Chief executive officer of the Queen Elizabeth Hospital (QEH), Neil Clark, wants to establish a regional network of Caribbean hospital leaders to share ideas, strengthen management and accelerate health care transformation across the region.
He said one of the biggest surprises after his arrival in Barbados in 2024 to take up the role at QEH was discovering how little collaboration existed among hospital management teams across Caribbean territories, despite many institutions facing similar challenges.
Speaking during the Insight Global Collaborative Group Inc.’s Moving Beyond Regional Change Summit at Sandals Royal Barbados yesterday, he said the region’s geography often acted like a barrier to cooperation.
“When I came to the QEH and we were doing our digital transformation, I was asking which hospitals in the area use our systems and I got some blank faces. Nobody knows. I asked if people knew who the IT (information technology) managers were in neighbouring hospitals. Nobody knew,” Clark revealed.
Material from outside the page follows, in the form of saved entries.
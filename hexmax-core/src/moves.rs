//! Placing and lifting stones on the shared search board

use std::ops::{Deref, DerefMut};

use crate::board::{Board, Cell, Coord, Player};

/// Place `player`'s stone on `coord`
///
/// No legality check: callers only hand in cells that are currently empty.
///
/// # Panics
/// If `coord` is outside the board.
pub fn apply(board: &mut Board, player: Player, coord: Coord) {
    debug_assert!(board.cell(coord).is_empty(), "apply onto occupied cell {}", coord);
    board.set(coord, Cell::Taken(player));
}

/// Clear `coord` back to empty
///
/// # Panics
/// If `coord` is outside the board.
pub fn revert(board: &mut Board, coord: Coord) {
    board.set(coord, Cell::Empty);
}

/// A move held on the board for as long as the guard lives
///
/// The move is applied on construction and reverted on drop, so the board is
/// restored on every exit path out of the scope that owns the guard,
/// including `?` returns and unwinding. The guard derefs to the board so the
/// search can keep descending through it.
pub struct MoveGuard<'a> {
    board: &'a mut Board,
    coord: Coord,
}

impl<'a> MoveGuard<'a> {
    pub fn new(board: &'a mut Board, player: Player, coord: Coord) -> Self {
        apply(board, player, coord);
        Self { board, coord }
    }

    pub fn coord(&self) -> Coord {
        self.coord
    }
}

impl Deref for MoveGuard<'_> {
    type Target = Board;

    fn deref(&self) -> &Board {
        self.board
    }
}

impl DerefMut for MoveGuard<'_> {
    fn deref_mut(&mut self) -> &mut Board {
        self.board
    }
}

impl Drop for MoveGuard<'_> {
    fn drop(&mut self) {
        revert(self.board, self.coord);
    }
}
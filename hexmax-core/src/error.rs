//! Error types for board construction and search

use crate::board::Coord;
use crate::tree::NodeId;

/// Errors raised while building a board from raw cell codes
#[derive(Debug, Clone, PartialEq, Eq, thiserror::Error)]
pub enum BoardError {
    #[error("board has no columns")]
    Empty,

    #[error("invalid cell code {code} at column {column}, line {line}")]
    InvalidCell { column: usize, line: usize, code: u8 },
}

/// Errors raised by the minimax search
///
/// All of these are contract violations rather than transient failures;
/// nothing here is worth retrying.
#[derive(Debug, Clone, PartialEq, Eq, thiserror::Error)]
pub enum SearchError {
    #[error("no legal moves: the board has no empty cells")]
    NoLegalMoves,

    #[error("score of node {0:?} read before it was resolved")]
    Unresolved(NodeId),

    #[error("tree already evaluated; build a fresh tree per search")]
    TreeReused,

    #[error("coordinate {0} is outside the board")]
    OutOfBounds(Coord),
}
He contrasted the situation with his previous experience overseas, where hospital executives and technical teams routinely visited neighbouring institutions to compare systems and exchange best practices.
“When I was in the UK (United Kingdom) or the Middle East, I could drive 30 minutes and find another hospital, see what they were using, see how it worked and have a chat with them. I much prefer face-to-face interaction than Zoom,” he said.
Clark said Caribbean countries needed to break through the “blue sea wall mentality” which often prevented regional institutions from communicating effectively.
He said that he had already begun collecting contact information for hospital executives across the region with the intention of formally launching a Caribbean hospital CEOs network later this year.